SUPPLIED DATA START
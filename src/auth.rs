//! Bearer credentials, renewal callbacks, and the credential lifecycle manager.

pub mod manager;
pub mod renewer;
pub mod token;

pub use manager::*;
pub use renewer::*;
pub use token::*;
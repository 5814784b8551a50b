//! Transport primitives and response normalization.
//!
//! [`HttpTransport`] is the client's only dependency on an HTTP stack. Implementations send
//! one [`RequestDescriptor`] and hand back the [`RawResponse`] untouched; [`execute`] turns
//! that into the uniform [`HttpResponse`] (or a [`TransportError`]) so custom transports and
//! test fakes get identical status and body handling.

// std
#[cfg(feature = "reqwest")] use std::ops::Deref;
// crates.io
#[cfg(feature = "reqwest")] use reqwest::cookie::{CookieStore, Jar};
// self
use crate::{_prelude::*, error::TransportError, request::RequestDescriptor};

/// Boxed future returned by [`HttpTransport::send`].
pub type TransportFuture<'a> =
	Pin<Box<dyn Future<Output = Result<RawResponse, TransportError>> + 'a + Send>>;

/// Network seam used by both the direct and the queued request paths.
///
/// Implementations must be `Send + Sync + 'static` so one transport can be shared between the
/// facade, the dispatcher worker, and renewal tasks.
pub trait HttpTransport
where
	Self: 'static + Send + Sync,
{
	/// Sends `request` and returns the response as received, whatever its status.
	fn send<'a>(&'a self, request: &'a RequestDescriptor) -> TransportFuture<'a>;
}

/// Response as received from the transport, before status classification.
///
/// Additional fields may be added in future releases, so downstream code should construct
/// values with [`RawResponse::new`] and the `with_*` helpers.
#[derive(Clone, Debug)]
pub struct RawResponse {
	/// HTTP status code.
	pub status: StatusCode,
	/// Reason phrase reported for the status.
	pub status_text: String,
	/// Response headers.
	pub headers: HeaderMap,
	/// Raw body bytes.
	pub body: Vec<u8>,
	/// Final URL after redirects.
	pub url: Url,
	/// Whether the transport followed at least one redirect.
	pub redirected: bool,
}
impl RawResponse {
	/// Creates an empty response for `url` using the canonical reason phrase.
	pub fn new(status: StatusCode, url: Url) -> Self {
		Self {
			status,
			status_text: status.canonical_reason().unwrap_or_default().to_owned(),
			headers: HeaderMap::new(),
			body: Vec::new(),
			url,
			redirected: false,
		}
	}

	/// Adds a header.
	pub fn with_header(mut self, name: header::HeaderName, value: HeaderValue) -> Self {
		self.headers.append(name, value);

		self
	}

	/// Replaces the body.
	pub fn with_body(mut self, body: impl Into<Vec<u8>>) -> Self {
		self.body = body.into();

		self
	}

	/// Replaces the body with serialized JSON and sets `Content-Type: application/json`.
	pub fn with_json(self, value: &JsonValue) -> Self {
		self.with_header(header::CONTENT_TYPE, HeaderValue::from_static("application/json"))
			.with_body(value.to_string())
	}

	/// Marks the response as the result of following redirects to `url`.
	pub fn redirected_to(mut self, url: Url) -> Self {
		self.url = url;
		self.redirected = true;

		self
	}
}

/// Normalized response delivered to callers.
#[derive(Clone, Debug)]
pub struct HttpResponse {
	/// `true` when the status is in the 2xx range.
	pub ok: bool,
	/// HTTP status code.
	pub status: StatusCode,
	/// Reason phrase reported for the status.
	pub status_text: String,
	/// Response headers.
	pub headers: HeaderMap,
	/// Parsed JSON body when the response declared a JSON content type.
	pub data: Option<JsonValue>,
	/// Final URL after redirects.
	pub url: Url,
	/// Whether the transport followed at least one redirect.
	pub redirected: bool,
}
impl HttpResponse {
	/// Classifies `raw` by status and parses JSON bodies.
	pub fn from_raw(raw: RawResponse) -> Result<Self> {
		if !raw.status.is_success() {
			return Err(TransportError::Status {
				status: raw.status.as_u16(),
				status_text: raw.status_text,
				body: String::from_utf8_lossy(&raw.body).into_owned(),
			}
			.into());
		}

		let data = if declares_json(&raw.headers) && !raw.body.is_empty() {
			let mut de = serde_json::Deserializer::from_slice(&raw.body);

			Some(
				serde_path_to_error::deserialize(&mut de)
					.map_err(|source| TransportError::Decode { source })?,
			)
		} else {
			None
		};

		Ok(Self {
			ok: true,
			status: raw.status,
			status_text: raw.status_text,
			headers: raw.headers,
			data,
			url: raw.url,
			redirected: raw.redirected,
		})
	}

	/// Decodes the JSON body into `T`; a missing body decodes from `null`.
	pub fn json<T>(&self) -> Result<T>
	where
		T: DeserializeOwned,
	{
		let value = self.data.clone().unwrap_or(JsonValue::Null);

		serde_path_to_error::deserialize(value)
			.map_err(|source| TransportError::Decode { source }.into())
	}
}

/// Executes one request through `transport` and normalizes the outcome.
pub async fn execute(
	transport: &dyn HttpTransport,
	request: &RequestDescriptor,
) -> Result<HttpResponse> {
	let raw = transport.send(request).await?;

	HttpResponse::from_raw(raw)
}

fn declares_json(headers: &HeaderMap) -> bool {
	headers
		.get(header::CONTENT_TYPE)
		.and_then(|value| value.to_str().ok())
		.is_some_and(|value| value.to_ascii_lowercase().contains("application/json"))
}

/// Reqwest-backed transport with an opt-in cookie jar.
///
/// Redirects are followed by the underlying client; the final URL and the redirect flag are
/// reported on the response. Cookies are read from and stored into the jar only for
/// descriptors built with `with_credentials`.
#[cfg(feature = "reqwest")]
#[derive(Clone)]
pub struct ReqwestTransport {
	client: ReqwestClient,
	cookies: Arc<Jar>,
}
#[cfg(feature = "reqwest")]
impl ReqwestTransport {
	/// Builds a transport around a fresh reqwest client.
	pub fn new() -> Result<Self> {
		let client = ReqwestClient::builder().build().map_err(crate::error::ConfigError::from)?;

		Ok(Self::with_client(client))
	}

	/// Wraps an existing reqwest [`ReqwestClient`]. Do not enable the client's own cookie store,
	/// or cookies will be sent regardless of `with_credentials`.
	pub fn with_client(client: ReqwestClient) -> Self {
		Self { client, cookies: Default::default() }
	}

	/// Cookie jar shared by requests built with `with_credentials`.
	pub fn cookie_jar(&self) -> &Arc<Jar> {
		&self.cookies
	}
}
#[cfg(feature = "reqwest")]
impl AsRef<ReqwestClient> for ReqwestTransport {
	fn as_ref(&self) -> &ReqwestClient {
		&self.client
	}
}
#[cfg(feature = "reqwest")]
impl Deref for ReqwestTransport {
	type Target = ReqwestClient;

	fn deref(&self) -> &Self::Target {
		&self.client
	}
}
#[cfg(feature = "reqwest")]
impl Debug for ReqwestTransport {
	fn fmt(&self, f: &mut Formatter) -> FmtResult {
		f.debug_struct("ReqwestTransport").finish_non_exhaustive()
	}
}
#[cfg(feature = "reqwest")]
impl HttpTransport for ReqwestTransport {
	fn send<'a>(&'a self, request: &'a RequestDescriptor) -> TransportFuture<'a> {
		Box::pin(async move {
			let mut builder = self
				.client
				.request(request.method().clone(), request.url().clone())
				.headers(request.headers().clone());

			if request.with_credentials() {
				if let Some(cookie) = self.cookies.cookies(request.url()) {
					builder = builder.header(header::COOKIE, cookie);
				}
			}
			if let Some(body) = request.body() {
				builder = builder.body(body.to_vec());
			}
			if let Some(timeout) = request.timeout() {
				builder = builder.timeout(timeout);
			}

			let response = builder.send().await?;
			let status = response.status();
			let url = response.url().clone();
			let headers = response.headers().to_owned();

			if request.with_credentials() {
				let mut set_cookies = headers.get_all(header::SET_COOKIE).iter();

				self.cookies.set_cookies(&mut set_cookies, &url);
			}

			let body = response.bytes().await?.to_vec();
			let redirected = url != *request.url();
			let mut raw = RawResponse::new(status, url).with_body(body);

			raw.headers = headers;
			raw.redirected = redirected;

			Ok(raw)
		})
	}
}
SUPPLIED DATA END
YOUR GOAL - Scan the data for the string "async" and copy each line in which it occurs.

RESPONSE TO THE EXERCISE -
pub async fn execute(
		Box::pin(async move {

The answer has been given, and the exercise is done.